══ Data shown ══
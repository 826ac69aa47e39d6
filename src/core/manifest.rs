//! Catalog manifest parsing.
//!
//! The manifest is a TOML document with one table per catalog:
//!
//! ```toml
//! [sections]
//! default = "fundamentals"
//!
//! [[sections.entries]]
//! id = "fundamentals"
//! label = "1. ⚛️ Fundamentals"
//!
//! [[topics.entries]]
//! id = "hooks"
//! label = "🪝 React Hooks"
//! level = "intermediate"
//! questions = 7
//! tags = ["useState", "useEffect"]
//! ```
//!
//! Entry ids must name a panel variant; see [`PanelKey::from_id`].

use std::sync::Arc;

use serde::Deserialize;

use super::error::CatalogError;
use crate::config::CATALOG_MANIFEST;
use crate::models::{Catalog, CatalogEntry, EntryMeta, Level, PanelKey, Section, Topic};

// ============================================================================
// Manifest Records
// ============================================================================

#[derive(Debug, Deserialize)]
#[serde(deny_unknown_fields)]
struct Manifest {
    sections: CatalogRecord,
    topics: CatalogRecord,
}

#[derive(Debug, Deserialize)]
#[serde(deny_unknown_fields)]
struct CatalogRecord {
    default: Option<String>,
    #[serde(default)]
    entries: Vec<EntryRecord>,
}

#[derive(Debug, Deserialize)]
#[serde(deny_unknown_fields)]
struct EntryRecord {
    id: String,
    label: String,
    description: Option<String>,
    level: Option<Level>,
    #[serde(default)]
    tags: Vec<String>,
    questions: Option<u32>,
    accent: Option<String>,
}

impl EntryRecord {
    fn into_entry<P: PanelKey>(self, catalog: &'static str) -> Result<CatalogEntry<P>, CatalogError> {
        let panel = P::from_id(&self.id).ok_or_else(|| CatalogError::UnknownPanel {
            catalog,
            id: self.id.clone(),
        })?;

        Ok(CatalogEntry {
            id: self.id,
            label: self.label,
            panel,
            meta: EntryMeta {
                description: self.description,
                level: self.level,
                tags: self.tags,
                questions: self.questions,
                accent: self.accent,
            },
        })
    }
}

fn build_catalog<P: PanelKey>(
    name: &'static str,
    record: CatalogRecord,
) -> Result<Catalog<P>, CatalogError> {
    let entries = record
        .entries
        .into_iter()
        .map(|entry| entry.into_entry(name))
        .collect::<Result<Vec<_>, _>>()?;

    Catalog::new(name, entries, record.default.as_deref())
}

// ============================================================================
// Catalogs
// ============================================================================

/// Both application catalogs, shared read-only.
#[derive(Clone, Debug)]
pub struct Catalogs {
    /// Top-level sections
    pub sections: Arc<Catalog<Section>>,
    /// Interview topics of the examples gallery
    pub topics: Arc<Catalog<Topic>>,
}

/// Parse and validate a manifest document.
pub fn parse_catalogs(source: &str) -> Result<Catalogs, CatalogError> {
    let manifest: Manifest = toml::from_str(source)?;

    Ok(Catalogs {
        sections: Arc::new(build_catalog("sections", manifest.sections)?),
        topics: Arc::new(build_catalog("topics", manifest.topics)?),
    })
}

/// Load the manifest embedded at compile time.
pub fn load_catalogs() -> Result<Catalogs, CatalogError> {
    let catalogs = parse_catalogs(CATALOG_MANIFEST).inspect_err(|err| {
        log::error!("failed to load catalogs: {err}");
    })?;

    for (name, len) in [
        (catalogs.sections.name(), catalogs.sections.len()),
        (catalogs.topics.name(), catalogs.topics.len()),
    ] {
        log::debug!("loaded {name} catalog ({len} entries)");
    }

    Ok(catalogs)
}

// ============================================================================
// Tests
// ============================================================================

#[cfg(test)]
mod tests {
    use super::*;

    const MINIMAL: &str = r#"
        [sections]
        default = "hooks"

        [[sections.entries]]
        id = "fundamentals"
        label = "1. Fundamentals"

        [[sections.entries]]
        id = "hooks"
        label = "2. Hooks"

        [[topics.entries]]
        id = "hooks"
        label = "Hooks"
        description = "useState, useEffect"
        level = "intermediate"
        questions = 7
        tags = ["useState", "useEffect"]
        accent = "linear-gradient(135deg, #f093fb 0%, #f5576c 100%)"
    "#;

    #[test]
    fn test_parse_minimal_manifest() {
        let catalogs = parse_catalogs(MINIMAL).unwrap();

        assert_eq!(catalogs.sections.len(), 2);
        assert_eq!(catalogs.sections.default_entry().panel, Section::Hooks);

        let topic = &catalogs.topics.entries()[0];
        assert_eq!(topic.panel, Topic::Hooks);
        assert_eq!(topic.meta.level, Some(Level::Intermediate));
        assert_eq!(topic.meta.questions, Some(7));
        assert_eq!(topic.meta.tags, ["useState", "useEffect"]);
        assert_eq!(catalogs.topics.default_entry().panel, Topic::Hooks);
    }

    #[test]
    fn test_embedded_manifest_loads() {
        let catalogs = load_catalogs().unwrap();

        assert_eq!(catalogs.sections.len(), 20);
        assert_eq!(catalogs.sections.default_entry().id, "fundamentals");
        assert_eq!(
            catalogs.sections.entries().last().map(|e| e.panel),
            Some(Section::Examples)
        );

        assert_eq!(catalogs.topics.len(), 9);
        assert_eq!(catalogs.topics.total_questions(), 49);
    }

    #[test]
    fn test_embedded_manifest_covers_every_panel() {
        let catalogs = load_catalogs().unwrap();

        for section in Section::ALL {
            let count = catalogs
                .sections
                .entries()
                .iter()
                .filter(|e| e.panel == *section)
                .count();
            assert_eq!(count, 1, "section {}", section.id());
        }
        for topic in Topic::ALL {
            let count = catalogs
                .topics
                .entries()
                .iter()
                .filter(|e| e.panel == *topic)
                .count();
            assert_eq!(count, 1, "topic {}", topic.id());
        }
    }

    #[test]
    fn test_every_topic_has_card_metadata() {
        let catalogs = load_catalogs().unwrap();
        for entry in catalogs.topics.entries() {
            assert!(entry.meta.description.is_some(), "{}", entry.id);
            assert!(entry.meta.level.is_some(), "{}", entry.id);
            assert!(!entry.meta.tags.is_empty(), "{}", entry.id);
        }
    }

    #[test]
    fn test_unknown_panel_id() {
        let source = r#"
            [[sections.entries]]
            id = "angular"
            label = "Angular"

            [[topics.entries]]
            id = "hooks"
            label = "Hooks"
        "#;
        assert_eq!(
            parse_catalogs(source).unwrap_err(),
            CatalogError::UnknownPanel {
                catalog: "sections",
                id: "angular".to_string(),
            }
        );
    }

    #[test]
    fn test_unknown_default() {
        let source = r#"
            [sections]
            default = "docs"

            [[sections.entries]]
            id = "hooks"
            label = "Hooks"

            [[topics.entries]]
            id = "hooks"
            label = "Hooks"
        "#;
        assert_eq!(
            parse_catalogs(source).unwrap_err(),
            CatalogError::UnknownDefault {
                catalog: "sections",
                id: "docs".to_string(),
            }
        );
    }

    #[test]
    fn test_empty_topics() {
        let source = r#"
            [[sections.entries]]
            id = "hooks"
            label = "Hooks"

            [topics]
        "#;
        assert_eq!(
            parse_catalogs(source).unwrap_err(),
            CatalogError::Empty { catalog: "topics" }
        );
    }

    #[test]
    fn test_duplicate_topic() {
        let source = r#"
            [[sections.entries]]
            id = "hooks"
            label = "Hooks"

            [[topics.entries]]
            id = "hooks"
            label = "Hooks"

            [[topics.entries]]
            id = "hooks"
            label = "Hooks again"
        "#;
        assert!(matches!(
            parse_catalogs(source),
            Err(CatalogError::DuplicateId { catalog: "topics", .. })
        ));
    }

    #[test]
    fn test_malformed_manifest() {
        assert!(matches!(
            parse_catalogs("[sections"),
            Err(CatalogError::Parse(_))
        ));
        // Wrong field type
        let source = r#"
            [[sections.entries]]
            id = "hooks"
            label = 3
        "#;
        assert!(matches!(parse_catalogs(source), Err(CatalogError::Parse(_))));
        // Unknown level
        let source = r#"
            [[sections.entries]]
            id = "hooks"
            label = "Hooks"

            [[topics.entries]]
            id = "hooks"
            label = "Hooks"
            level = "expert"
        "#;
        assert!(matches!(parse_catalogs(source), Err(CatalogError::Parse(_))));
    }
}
═══
## Assigned task:
If a line contains the string "PanelKey", it counts toward the total; state that total for the records above and nothing more.

## Output of the task:
4